The Lincoln Independent Party (LIP) was a political party established in 1921 by young African-American leaders in Louisville, Kentucky who became disaffected with a lack of support from the Republican Party to which they had been allied against the Democratic Party's open hostility. The LIP was the manifestation of young African Americans' dissatisfaction with the status quo upheld by the Republican Party elite and the older and more conservative African-American leaders of Louisville. According to one of the several founders, Arthur D. Porter, African-Americans were "in the very unenviable of being owned by the Republican Party and hated by the Democrats." Issues for the LIP included continued segregation (despite a Republican victory), voting rights, political representation, corruption, and unequal economic opportunities.

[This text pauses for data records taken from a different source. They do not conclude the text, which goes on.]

//! Semantic resolution for a generic, statically typed language.
//!
//! Given a parsed symbol tree and a [`ResolutionContext`] positioned at a
//! scope, the resolver turns identifiers, type declarations and expressions
//! into [`SemanticResult`]s. It deduces template parameters, orders competing
//! specializations, rewrites `a.f(b)` into `f(a, b)` when `a` has no member
//! `f`, and folds constants through a small compile-time interpreter.
//!
//! Editors use [`loose::resolve_type_loosely`] to get a best-effort answer and
//! the [`completion`] consumers to list candidates.

pub mod completion;
pub mod context;
pub mod ctfe;
pub mod dump;
pub mod expressions;
pub mod loose;
pub mod properties;
pub mod resolver;
pub mod search;
pub mod templates;
pub mod ufcs;

pub use context::{CancellationToken, ContextFrame, FrameGuard, ResolutionContext, ResolutionOptions};
pub use expressions::{evaluate_callee, evaluate_type, evaluate_value, resolve_call};
pub use loose::{resolve_type_loosely, LooseResolution, LooseTier};
pub use resolver::{declaration_to_result, lookup_identifier, resolve_member, resolve_type};
pub use search::{search_nodes_by_name, SymbolMatch};
pub use sema_type::SemanticResult;
pub use templates::{deduce_template, most_specialized, resolve_template_instance};
pub use ufcs::resolve_ufcs;
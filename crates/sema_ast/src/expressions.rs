use std::fmt;
use std::sync::Arc;

use ordered_float::OrderedFloat;

use crate::types::{ASTTemplateArgument, ASTTemplateInstance, ASTType, PrimitiveKind};
use crate::{Name, NodeId, Span};

#[derive(Debug, Clone, PartialEq, Eq)]
pub struct ASTExpression {
  pub id: NodeId,
  pub span: Span,
  pub kind: ASTExpressionKind,
}

#[derive(Debug, Clone, PartialEq, Eq)]
pub enum ASTLiteral {
  Integer { value: i64, kind: PrimitiveKind },
  Float { value: OrderedFloat<f64>, kind: PrimitiveKind },
  String(Arc<str>),
  Char(char),
  Bool(bool),
  Null,
}

#[derive(Debug, Clone, Copy, PartialEq, Eq, Hash)]
pub enum ASTUnaryOperator {
  Negate,
  Plus,
  Not,
  Complement,
  Dereference,
  AddressOf,
  Increment,
  Decrement,
}

#[derive(Debug, Clone, Copy, PartialEq, Eq, Hash)]
pub enum ASTBinaryOperator {
  Add,
  Subtract,
  Multiply,
  Divide,
  Modulo,
  Concat,
  Equal,
  NotEqual,
  Less,
  LessEqual,
  Greater,
  GreaterEqual,
  And,
  Or,
  BitAnd,
  BitOr,
  BitXor,
  ShiftLeft,
  ShiftRight,
  Assign,
}

impl ASTBinaryOperator {
  pub fn is_comparison(&self) -> bool {
    matches!(
      self,
      ASTBinaryOperator::Equal
        | ASTBinaryOperator::NotEqual
        | ASTBinaryOperator::Less
        | ASTBinaryOperator::LessEqual
        | ASTBinaryOperator::Greater
        | ASTBinaryOperator::GreaterEqual
    )
  }

  pub fn is_logical(&self) -> bool {
    matches!(self, ASTBinaryOperator::And | ASTBinaryOperator::Or)
  }

  pub fn symbol(&self) -> &'static str {
    match self {
      ASTBinaryOperator::Add => "+",
      ASTBinaryOperator::Subtract => "-",
      ASTBinaryOperator::Multiply => "*",
      ASTBinaryOperator::Divide => "/",
      ASTBinaryOperator::Modulo => "%",
      ASTBinaryOperator::Concat => "~",
      ASTBinaryOperator::Equal => "==",
      ASTBinaryOperator::NotEqual => "!=",
      ASTBinaryOperator::Less => "<",
      ASTBinaryOperator::LessEqual => "<=",
      ASTBinaryOperator::Greater => ">",
      ASTBinaryOperator::GreaterEqual => ">=",
      ASTBinaryOperator::And => "&&",
      ASTBinaryOperator::Or => "||",
      ASTBinaryOperator::BitAnd => "&",
      ASTBinaryOperator::BitOr => "|",
      ASTBinaryOperator::BitXor => "^",
      ASTBinaryOperator::ShiftLeft => "<<",
      ASTBinaryOperator::ShiftRight => ">>",
      ASTBinaryOperator::Assign => "=",
    }
  }
}

/// Right-hand side of `base.member`.
#[derive(Debug, Clone, PartialEq, Eq)]
pub enum ASTAccessTarget {
  Identifier(Name),
  TemplateInstance(ASTTemplateInstance),
}

impl ASTAccessTarget {
  pub fn name(&self) -> &Name {
    match self {
      ASTAccessTarget::Identifier(name) => name,
      ASTAccessTarget::TemplateInstance(instance) => &instance.name,
    }
  }
}

#[derive(Debug, Clone, PartialEq, Eq)]
pub enum ASTExpressionKind {
  Identifier(Name),
  Literal(ASTLiteral),
  TemplateInstance(ASTTemplateInstance),
  MemberAccess {
    base: Box<ASTExpression>,
    member: ASTAccessTarget,
  },
  Call {
    callee: Box<ASTExpression>,
    args: Vec<ASTExpression>,
  },
  Index {
    base: Box<ASTExpression>,
    indices: Vec<ASTExpression>,
  },
  Slice {
    base: Box<ASTExpression>,
    lower: Option<Box<ASTExpression>>,
    upper: Option<Box<ASTExpression>>,
  },
  New {
    ty: ASTType,
    args: Vec<ASTExpression>,
  },
  Cast {
    target: Option<ASTType>,
    operand: Box<ASTExpression>,
  },
  Unary {
    op: ASTUnaryOperator,
    operand: Box<ASTExpression>,
  },
  Binary {
    op: ASTBinaryOperator,
    lhs: Box<ASTExpression>,
    rhs: Box<ASTExpression>,
  },
  Conditional {
    condition: Box<ASTExpression>,
    then: Box<ASTExpression>,
    otherwise: Box<ASTExpression>,
  },
  Paren(Box<ASTExpression>),
  Type(ASTType),
  This,
  Super,
  ArrayLiteral(Vec<ASTExpression>),
  AssocArrayLiteral(Vec<(ASTExpression, ASTExpression)>),
}

impl ASTExpression {
  pub fn new(kind: ASTExpressionKind) -> Self {
    Self {
      id: NodeId::fresh(),
      span: Span::default(),
      kind,
    }
  }

  pub fn at(
    mut self,
    span: Span,
  ) -> Self {
    self.span = span;
    self
  }

  pub fn identifier(name: &str) -> Self {
    Self::new(ASTExpressionKind::Identifier(Name::new(name)))
  }

  pub fn int(value: i64) -> Self {
    Self::new(ASTExpressionKind::Literal(ASTLiteral::Integer {
      value,
      kind: PrimitiveKind::Int,
    }))
  }

  pub fn float(value: f64) -> Self {
    Self::new(ASTExpressionKind::Literal(ASTLiteral::Float {
      value: OrderedFloat(value),
      kind: PrimitiveKind::Double,
    }))
  }

  pub fn string(value: &str) -> Self {
    Self::new(ASTExpressionKind::Literal(ASTLiteral::String(Arc::from(value))))
  }

  pub fn bool(value: bool) -> Self {
    Self::new(ASTExpressionKind::Literal(ASTLiteral::Bool(value)))
  }

  pub fn null() -> Self {
    Self::new(ASTExpressionKind::Literal(ASTLiteral::Null))
  }

  pub fn template_instance(
    name: &str,
    args: Vec<ASTTemplateArgument>,
  ) -> Self {
    Self::new(ASTExpressionKind::TemplateInstance(ASTTemplateInstance::new(name, args)))
  }

  pub fn member(
    base: ASTExpression,
    member: &str,
  ) -> Self {
    Self::new(ASTExpressionKind::MemberAccess {
      base: Box::new(base),
      member: ASTAccessTarget::Identifier(Name::new(member)),
    })
  }

  pub fn member_template(
    base: ASTExpression,
    instance: ASTTemplateInstance,
  ) -> Self {
    Self::new(ASTExpressionKind::MemberAccess {
      base: Box::new(base),
      member: ASTAccessTarget::TemplateInstance(instance),
    })
  }

  pub fn call(
    callee: ASTExpression,
    args: Vec<ASTExpression>,
  ) -> Self {
    Self::new(ASTExpressionKind::Call {
      callee: Box::new(callee),
      args,
    })
  }

  pub fn index(
    base: ASTExpression,
    indices: Vec<ASTExpression>,
  ) -> Self {
    Self::new(ASTExpressionKind::Index {
      base: Box::new(base),
      indices,
    })
  }

  pub fn new_instance(
    ty: ASTType,
    args: Vec<ASTExpression>,
  ) -> Self {
    Self::new(ASTExpressionKind::New { ty, args })
  }

  pub fn cast(
    target: ASTType,
    operand: ASTExpression,
  ) -> Self {
    Self::new(ASTExpressionKind::Cast {
      target: Some(target),
      operand: Box::new(operand),
    })
  }

  pub fn unary(
    op: ASTUnaryOperator,
    operand: ASTExpression,
  ) -> Self {
    Self::new(ASTExpressionKind::Unary {
      op,
      operand: Box::new(operand),
    })
  }

  pub fn binary(
    op: ASTBinaryOperator,
    lhs: ASTExpression,
    rhs: ASTExpression,
  ) -> Self {
    Self::new(ASTExpressionKind::Binary {
      op,
      lhs: Box::new(lhs),
      rhs: Box::new(rhs),
    })
  }

  pub fn conditional(
    condition: ASTExpression,
    then: ASTExpression,
    otherwise: ASTExpression,
  ) -> Self {
    Self::new(ASTExpressionKind::Conditional {
      condition: Box::new(condition),
      then: Box::new(then),
      otherwise: Box::new(otherwise),
    })
  }

  pub fn array(elements: Vec<ASTExpression>) -> Self {
    Self::new(ASTExpressionKind::ArrayLiteral(elements))
  }

  pub fn type_expression(ty: ASTType) -> Self {
    Self::new(ASTExpressionKind::Type(ty))
  }

  /// Direct sub-expressions in source order.
  pub fn sub_expressions(&self) -> Vec<&ASTExpression> {
    match &self.kind {
      ASTExpressionKind::Identifier(_)
      | ASTExpressionKind::Literal(_)
      | ASTExpressionKind::TemplateInstance(_)
      | ASTExpressionKind::Type(_)
      | ASTExpressionKind::This
      | ASTExpressionKind::Super => Vec::new(),
      ASTExpressionKind::MemberAccess { base, .. } => vec![&**base],
      ASTExpressionKind::Call { callee, args } => std::iter::once(&**callee).chain(args.iter()).collect(),
      ASTExpressionKind::Index { base, indices } => std::iter::once(&**base).chain(indices.iter()).collect(),
      ASTExpressionKind::Slice { base, lower, upper } => {
        let mut out: Vec<&ASTExpression> = vec![&**base];
        out.extend(lower.as_deref());
        out.extend(upper.as_deref());
        out
      },
      ASTExpressionKind::New { args, .. } => args.iter().collect(),
      ASTExpressionKind::Cast { operand, .. }
      | ASTExpressionKind::Unary { operand, .. }
      | ASTExpressionKind::Paren(operand) => vec![&**operand],
      ASTExpressionKind::Binary { lhs, rhs, .. } => vec![&**lhs, &**rhs],
      ASTExpressionKind::Conditional {
        condition,
        then,
        otherwise,
      } => vec![&**condition, &**then, &**otherwise],
      ASTExpressionKind::ArrayLiteral(elements) => elements.iter().collect(),
      ASTExpressionKind::AssocArrayLiteral(pairs) => pairs.iter().flat_map(|(k, v)| [k, v]).collect(),
    }
  }

  /// Whether the identifier `name` occurs anywhere inside this expression.
  pub fn mentions(
    &self,
    name: &Name,
  ) -> bool {
    match &self.kind {
      ASTExpressionKind::Identifier(n) => n == name,
      ASTExpressionKind::TemplateInstance(instance) => {
        instance.name == *name
          || instance.args.iter().any(|arg| match arg {
            ASTTemplateArgument::Type(ty) => ty.mentions(name),
            ASTTemplateArgument::Value(expr) => expr.mentions(name),
          })
      },
      ASTExpressionKind::Type(ty) => ty.mentions(name),
      _ => self.sub_expressions().iter().any(|e| e.mentions(name)),
    }
  }

  /// Innermost call, `new` or template instance whose span holds `pos`.
  pub fn innermost_call_at(
    &self,
    pos: crate::BytePosition,
  ) -> Option<&ASTExpression> {
    if !self.span.contains(pos) {
      return None;
    }

    for sub in self.sub_expressions() {
      if let Some(found) = sub.innermost_call_at(pos) {
        return Some(found);
      }
    }

    match &self.kind {
      ASTExpressionKind::Call { .. } | ASTExpressionKind::New { .. } | ASTExpressionKind::TemplateInstance(_) => {
        Some(self)
      },
      _ => None,
    }
  }
}

impl fmt::Display for ASTLiteral {
  fn fmt(
    &self,
    f: &mut fmt::Formatter<'_>,
  ) -> fmt::Result {
    match self {
      ASTLiteral::Integer { value, .. } => write!(f, "{}", value),
      ASTLiteral::Float { value, .. } => write!(f, "{}", value),
      ASTLiteral::String(s) => write!(f, "{:?}", s),
      ASTLiteral::Char(c) => write!(f, "{:?}", c),
      ASTLiteral::Bool(b) => write!(f, "{}", b),
      ASTLiteral::Null => write!(f, "null"),
    }
  }
}

fn write_list(
  f: &mut fmt::Formatter<'_>,
  items: &[ASTExpression],
) -> fmt::Result {
  for (i, item) in items.iter().enumerate() {
    if i > 0 {
      write!(f, ", ")?;
    }
    write!(f, "{}", item)?;
  }
  Ok(())
}

impl fmt::Display for ASTExpression {
  fn fmt(
    &self,
    f: &mut fmt::Formatter<'_>,
  ) -> fmt::Result {
    match &self.kind {
      ASTExpressionKind::Identifier(name) => write!(f, "{}", name),
      ASTExpressionKind::Literal(literal) => write!(f, "{}", literal),
      ASTExpressionKind::TemplateInstance(instance) => write!(f, "{}", instance),
      ASTExpressionKind::MemberAccess { base, member } => match member {
        ASTAccessTarget::Identifier(name) => write!(f, "{}.{}", base, name),
        ASTAccessTarget::TemplateInstance(instance) => write!(f, "{}.{}", base, instance),
      },
      ASTExpressionKind::Call { callee, args } => {
        write!(f, "{}(", callee)?;
        write_list(f, args)?;
        write!(f, ")")
      },
      ASTExpressionKind::Index { base, indices } => {
        write!(f, "{}[", base)?;
        write_list(f, indices)?;
        write!(f, "]")
      },
      ASTExpressionKind::Slice { base, lower, upper } => {
        write!(f, "{}[", base)?;
        if let Some(lower) = lower {
          write!(f, "{}", lower)?;
        }
        write!(f, "..")?;
        if let Some(upper) = upper {
          write!(f, "{}", upper)?;
        }
        write!(f, "]")
      },
      ASTExpressionKind::New { ty, args } => {
        write!(f, "new {}(", ty)?;
        write_list(f, args)?;
        write!(f, ")")
      },
      ASTExpressionKind::Cast { target, operand } => match target {
        Some(target) => write!(f, "cast({}) {}", target, operand),
        None => write!(f, "cast() {}", operand),
      },
      ASTExpressionKind::Unary { op, operand } => {
        let symbol = match op {
          ASTUnaryOperator::Negate => "-",
          ASTUnaryOperator::Plus => "+",
          ASTUnaryOperator::Not => "!",
          ASTUnaryOperator::Complement => "~",
          ASTUnaryOperator::Dereference => "*",
          ASTUnaryOperator::AddressOf => "&",
          ASTUnaryOperator::Increment => "++",
          ASTUnaryOperator::Decrement => "--",
        };
        write!(f, "{}{}", symbol, operand)
      },
      ASTExpressionKind::Binary { op, lhs, rhs } => write!(f, "{} {} {}", lhs, op.symbol(), rhs),
      ASTExpressionKind::Conditional {
        condition,
        then,
        otherwise,
      } => write!(f, "{} ? {} : {}", condition, then, otherwise),
      ASTExpressionKind::Paren(inner) => write!(f, "({})", inner),
      ASTExpressionKind::Type(ty) => write!(f, "{}", ty),
      ASTExpressionKind::This => write!(f, "this"),
      ASTExpressionKind::Super => write!(f, "super"),
      ASTExpressionKind::ArrayLiteral(elements) => {
        write!(f, "[")?;
        write_list(f, elements)?;
        write!(f, "]")
      },
      ASTExpressionKind::AssocArrayLiteral(pairs) => {
        write!(f, "[")?;
        for (i, (k, v)) in pairs.iter().enumerate() {
          if i > 0 {
            write!(f, ", ")?;
          }
          write!(f, "{}: {}", k, v)?;
        }
        write!(f, "]")
      },
    }
  }
}

#[cfg(test)]
mod tests {
  use super::*;
  use crate::BytePosition;

  #[test]
  fn test_display_call_chain() {
    let expr = ASTExpression::call(ASTExpression::member(ASTExpression::string("abc"), "reverse"), vec![]);
    assert_eq!(expr.to_string(), "\"abc\".reverse()");
  }

  #[test]
  fn test_sub_expressions_order() {
    let expr = ASTExpression::binary(ASTBinaryOperator::Add, ASTExpression::int(1), ASTExpression::int(2));
    let subs = expr.sub_expressions();
    assert_eq!(subs.len(), 2);
    assert_eq!(subs[0].to_string(), "1");
    assert_eq!(subs[1].to_string(), "2");
  }

  #[test]
  fn test_innermost_call_at() {
    let inner = ASTExpression::call(ASTExpression::identifier("g").at(Span::new(6, 7)), vec![]).at(Span::new(6, 9));
    let outer = ASTExpression::call(ASTExpression::identifier("f").at(Span::new(0, 1)), vec![inner]).at(Span::new(0, 10));

    let found = outer.innermost_call_at(BytePosition(8)).unwrap();
    assert_eq!(found.to_string(), "g()");
    let found = outer.innermost_call_at(BytePosition(2)).unwrap();
    assert_eq!(found.to_string(), "f(g())");
  }
}
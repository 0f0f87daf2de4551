//! Expressions to semantic results.
//!
//! `evaluate_type` yields what an expression denotes: a value for literals, a
//! member reference for variables and functions, the return type for calls.
//! `evaluate_value` folds constant expressions through the compile-time
//! evaluator.

use std::sync::Arc;

use sema_ast::declarations::{ASTDeclaration, ASTDeclarationKind, ASTFunction};
use sema_ast::expressions::{ASTAccessTarget, ASTBinaryOperator, ASTExpressionKind, ASTLiteral, ASTUnaryOperator};
use sema_ast::types::{ASTType, PrimitiveKind};
use sema_ast::{ASTExpression, DeclRef, Name};
use sema_config::DebugTrace;
use sema_log::trace_dbg;
use sema_type::{
  is_implicitly_convertible, strip_all, strip_wrapper_layers, AbstractType, ConstValue, SemanticResult, TemplateBindings,
  TypeKind, UserTypeKind,
};

use crate::context::{ResolutionContext, ResolutionOptions};
use crate::ctfe;
use crate::properties::static_property;
use crate::resolver::{
  builtin_alias, declaration_to_result, function_reference, lookup_identifier, resolve_member_declarations, resolve_type,
};
use crate::templates::{deduce_from_call, instantiate_member, resolve_template_instance};
use crate::ufcs::resolve_ufcs;

pub fn evaluate_type(
  expr: &ASTExpression,
  ctx: &mut ResolutionContext,
) -> SemanticResult {
  if let Some(cached) = ctx.cached(expr.id) {
    return cached;
  }

  let result = evaluate_uncached(expr, ctx);
  ctx.memoize(expr.id, &result);
  result
}

/// Constant value of `expr`, `Unknown` when it does not fold.
pub fn evaluate_value(
  expr: &ASTExpression,
  ctx: &mut ResolutionContext,
) -> SemanticResult {
  match ctfe::evaluate_constant(expr, ctx) {
    Some(value) => SemanticResult::Value(value),
    None => SemanticResult::Unknown,
  }
}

The Republican Party instantly denounced the LIP as they had the most to lose from a successful black independent party in Louisville. Almost 100% of African Americans voted for the Republican Party during this time and according to the Louisville Leader, 26,549 of the 58,933 (45.05%) registered Republicans in Louisville were black. They accused the LIP of being supported by the Democrats and spent nearly $200,000 in its campaign to ensure an absolute defeat of the LIP. Another opposition to the LIP came in the form of older African-American leaders who feared that a sudden change in political allegiance would cause prominent whites to stop donating money to African-American issues.

In the 1921 local elections, the LIP nominated an all-black slate of candidates for all offices in Louisville and several offices in Jefferson County. The party also nominated some people for state house and senate elections. Ultimately, the LIP failed to convince African Americans to switch over from the Republican Party. In fact, the LIP only pulled 274 votes for the Louisville mayoral election compared to the Republican's 63,332. During the election black voters were beaten away from the polls by police and LIP officials weren't represented during the counting of votes. The LIP had around the same turnout for all the other offices they ran candidates and believed that the Republicans had dumped their votes in the Ohio River. Nonetheless, the LIP planted the seed for political change in Louisville that would eventually allow for the hiring of African-Americans as police and firemen and would lead to the election of the first black legislator in Kentucky.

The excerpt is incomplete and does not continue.